BEGIN Dataset entries

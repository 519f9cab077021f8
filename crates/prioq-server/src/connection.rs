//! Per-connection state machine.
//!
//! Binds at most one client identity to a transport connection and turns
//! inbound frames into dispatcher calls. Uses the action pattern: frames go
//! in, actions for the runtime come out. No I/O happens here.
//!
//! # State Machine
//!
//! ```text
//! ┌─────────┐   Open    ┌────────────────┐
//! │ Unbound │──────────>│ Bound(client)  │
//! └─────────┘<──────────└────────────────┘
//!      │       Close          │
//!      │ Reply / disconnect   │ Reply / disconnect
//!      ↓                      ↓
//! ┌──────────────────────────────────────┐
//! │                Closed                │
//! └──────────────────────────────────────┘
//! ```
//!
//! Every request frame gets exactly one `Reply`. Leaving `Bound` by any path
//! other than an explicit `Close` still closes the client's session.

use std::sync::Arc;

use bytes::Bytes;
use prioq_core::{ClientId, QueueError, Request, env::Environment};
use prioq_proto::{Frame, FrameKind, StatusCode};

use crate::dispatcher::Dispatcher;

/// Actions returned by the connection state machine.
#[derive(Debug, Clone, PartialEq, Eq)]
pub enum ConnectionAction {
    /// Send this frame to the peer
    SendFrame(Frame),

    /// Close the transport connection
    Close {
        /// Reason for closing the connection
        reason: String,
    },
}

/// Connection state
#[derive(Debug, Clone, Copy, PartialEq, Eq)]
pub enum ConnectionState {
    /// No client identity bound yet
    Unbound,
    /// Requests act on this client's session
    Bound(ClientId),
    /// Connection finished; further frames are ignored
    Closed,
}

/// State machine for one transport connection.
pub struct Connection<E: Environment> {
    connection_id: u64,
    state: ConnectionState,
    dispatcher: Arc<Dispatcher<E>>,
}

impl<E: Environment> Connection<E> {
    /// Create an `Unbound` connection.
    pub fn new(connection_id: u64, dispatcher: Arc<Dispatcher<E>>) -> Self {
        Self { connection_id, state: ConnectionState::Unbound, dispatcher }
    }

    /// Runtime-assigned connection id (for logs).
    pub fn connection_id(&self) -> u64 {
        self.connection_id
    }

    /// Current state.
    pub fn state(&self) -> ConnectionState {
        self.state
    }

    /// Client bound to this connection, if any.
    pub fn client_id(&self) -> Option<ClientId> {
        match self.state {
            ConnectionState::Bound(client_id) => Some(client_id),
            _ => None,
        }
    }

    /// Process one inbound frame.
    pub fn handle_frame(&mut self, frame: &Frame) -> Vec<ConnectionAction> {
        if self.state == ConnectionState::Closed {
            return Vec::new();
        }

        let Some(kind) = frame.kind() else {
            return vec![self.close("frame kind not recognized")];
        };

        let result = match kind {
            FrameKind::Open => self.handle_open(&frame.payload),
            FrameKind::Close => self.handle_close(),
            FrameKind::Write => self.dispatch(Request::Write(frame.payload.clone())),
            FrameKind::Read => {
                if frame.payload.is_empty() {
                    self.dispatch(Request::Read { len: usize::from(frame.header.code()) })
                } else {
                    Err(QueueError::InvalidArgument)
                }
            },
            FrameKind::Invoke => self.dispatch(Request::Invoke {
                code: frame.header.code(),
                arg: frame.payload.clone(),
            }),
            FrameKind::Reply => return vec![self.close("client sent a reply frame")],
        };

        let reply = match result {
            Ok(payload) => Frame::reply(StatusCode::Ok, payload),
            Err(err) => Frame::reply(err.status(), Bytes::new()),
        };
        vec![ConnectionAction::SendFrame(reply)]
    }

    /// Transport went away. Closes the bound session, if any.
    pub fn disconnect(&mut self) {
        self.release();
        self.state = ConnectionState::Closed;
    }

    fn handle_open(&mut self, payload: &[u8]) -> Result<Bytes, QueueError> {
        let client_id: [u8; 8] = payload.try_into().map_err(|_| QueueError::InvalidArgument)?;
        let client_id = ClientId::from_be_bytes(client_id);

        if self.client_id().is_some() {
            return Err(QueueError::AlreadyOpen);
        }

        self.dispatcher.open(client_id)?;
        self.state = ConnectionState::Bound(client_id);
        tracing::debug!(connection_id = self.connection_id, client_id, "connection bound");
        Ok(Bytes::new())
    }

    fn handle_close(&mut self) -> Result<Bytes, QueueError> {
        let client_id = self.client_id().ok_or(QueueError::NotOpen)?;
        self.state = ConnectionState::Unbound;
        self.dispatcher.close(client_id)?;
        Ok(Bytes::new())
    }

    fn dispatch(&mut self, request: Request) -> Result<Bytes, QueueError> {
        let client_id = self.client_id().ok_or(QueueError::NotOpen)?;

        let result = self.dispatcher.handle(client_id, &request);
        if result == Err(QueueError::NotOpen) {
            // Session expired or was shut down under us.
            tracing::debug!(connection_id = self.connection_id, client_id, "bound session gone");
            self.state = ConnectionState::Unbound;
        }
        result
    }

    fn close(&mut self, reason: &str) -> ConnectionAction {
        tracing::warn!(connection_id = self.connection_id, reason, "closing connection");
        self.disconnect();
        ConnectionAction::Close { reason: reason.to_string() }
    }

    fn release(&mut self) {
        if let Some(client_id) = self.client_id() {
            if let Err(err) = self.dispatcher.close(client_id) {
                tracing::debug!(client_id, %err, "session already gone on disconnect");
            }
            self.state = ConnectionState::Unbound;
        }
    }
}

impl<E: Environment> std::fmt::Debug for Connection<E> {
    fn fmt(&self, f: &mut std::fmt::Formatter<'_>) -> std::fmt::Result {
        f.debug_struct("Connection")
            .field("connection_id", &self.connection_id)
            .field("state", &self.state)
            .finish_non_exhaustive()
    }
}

END Dataset entries
BEGIN Dataset entries

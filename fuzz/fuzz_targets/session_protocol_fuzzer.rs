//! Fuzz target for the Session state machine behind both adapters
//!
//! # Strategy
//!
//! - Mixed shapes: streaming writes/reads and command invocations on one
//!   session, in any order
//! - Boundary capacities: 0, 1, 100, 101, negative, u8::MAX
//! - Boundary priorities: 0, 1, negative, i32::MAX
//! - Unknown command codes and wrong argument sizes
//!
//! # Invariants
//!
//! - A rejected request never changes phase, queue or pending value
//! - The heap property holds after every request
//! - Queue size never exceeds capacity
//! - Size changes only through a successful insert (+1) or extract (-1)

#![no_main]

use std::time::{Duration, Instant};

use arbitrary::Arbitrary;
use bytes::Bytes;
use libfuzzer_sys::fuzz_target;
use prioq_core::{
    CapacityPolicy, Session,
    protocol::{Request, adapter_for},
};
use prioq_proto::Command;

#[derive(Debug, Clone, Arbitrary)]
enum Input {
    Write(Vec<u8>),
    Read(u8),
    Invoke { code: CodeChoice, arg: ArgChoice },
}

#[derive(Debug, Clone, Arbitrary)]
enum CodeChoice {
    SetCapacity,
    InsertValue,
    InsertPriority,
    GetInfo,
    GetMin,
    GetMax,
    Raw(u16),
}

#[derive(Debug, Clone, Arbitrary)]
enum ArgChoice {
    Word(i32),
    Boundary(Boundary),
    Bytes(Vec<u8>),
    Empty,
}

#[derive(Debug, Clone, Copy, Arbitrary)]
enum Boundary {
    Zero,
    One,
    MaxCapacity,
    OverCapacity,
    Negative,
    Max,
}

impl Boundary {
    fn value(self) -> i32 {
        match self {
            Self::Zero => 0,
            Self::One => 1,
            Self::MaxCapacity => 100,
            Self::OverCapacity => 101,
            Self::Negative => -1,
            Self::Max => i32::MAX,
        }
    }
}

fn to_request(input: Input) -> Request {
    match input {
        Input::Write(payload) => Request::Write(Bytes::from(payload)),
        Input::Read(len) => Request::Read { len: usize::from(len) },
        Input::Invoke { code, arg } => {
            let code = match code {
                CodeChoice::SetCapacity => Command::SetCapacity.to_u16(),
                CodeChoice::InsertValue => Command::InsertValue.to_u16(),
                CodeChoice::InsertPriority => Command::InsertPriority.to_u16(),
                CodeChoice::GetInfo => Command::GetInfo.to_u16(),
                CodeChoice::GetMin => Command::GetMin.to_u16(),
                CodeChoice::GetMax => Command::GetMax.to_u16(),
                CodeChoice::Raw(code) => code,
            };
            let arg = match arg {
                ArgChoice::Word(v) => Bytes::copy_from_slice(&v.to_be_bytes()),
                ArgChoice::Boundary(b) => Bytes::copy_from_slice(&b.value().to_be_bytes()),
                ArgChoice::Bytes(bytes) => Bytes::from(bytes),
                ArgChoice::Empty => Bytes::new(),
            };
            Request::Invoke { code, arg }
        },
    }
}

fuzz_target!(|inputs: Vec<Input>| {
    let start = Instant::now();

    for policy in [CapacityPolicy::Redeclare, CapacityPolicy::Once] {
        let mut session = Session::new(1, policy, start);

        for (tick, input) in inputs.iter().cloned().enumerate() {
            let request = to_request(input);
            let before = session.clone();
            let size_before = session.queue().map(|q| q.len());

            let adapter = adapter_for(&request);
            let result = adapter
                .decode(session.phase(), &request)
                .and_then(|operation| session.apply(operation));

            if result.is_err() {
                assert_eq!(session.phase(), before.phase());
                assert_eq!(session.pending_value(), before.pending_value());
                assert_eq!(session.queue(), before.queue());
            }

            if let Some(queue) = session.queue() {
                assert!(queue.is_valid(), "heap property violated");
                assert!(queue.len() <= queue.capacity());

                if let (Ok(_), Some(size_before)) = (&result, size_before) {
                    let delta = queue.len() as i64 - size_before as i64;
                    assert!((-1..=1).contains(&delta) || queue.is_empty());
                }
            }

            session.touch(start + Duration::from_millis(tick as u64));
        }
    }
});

END Dataset entries
BEGIN Dataset entries

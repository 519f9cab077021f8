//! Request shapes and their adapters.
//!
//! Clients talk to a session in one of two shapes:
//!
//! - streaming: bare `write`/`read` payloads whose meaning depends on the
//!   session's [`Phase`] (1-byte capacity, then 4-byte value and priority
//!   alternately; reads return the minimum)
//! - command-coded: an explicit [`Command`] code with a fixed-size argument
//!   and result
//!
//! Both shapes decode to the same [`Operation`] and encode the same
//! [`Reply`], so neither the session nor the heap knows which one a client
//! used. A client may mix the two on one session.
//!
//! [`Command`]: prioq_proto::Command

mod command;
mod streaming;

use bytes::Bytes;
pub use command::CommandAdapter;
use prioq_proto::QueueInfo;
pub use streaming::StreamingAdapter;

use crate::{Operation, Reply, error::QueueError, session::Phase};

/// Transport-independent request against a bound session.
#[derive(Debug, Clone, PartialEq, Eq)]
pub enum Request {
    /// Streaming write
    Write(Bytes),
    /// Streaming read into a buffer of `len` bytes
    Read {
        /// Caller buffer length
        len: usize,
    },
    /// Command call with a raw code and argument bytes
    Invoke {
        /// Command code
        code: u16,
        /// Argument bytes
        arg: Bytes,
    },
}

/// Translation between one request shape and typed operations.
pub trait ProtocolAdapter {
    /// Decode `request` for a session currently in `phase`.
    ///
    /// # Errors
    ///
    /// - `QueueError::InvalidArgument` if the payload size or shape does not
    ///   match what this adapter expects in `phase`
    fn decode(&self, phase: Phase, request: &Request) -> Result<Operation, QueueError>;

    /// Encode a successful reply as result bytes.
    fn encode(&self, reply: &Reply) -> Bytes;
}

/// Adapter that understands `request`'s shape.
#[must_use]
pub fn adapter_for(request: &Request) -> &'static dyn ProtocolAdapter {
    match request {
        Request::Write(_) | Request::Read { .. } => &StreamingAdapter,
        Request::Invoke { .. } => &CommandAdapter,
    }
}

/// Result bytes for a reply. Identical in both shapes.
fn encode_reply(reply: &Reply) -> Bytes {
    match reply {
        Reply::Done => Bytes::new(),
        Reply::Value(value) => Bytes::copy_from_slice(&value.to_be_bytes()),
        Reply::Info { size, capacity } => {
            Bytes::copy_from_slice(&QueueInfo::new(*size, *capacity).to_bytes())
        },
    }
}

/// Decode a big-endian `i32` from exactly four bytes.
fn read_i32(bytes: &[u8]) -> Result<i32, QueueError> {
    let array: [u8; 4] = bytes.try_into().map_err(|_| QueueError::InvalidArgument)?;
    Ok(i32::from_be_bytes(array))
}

END Dataset entries

> **Task goal**
Take from the material above the lines running from the one with "session, if any." through the one with "fn fmt(&self, f: &mut", and repeat them exactly, with nothing else.

> **Answer section**
    /// Transport went away. Closes the bound session, if any.
    pub fn disconnect(&mut self) {
        self.release();
        self.state = ConnectionState::Closed;
    }

    fn handle_open(&mut self, payload: &[u8]) -> Result<Bytes, QueueError> {
        let client_id: [u8; 8] = payload.try_into().map_err(|_| QueueError::InvalidArgument)?;
        let client_id = ClientId::from_be_bytes(client_id);

        if self.client_id().is_some() {
            return Err(QueueError::AlreadyOpen);
        }

        self.dispatcher.open(client_id)?;
        self.state = ConnectionState::Bound(client_id);
        tracing::debug!(connection_id = self.connection_id, client_id, "connection bound");
        Ok(Bytes::new())
    }

    fn handle_close(&mut self) -> Result<Bytes, QueueError> {
        let client_id = self.client_id().ok_or(QueueError::NotOpen)?;
        self.state = ConnectionState::Unbound;
        self.dispatcher.close(client_id)?;
        Ok(Bytes::new())
    }

    fn dispatch(&mut self, request: Request) -> Result<Bytes, QueueError> {
        let client_id = self.client_id().ok_or(QueueError::NotOpen)?;

        let result = self.dispatcher.handle(client_id, &request);
        if result == Err(QueueError::NotOpen) {
            // Session expired or was shut down under us.
            tracing::debug!(connection_id = self.connection_id, client_id, "bound session gone");
            self.state = ConnectionState::Unbound;
        }
        result
    }

    fn close(&mut self, reason: &str) -> ConnectionAction {
        tracing::warn!(connection_id = self.connection_id, reason, "closing connection");
        self.disconnect();
        ConnectionAction::Close { reason: reason.to_string() }
    }

    fn release(&mut self) {
        if let Some(client_id) = self.client_id() {
            if let Err(err) = self.dispatcher.close(client_id) {
                tracing::debug!(client_id, %err, "session already gone on disconnect");
            }
            self.state = ConnectionState::Unbound;
        }
    }
}

impl<E: Environment> std::fmt::Debug for Connection<E> {
    fn fmt(&self, f: &mut std::fmt::Formatter<'_>) -> std::fmt::Result {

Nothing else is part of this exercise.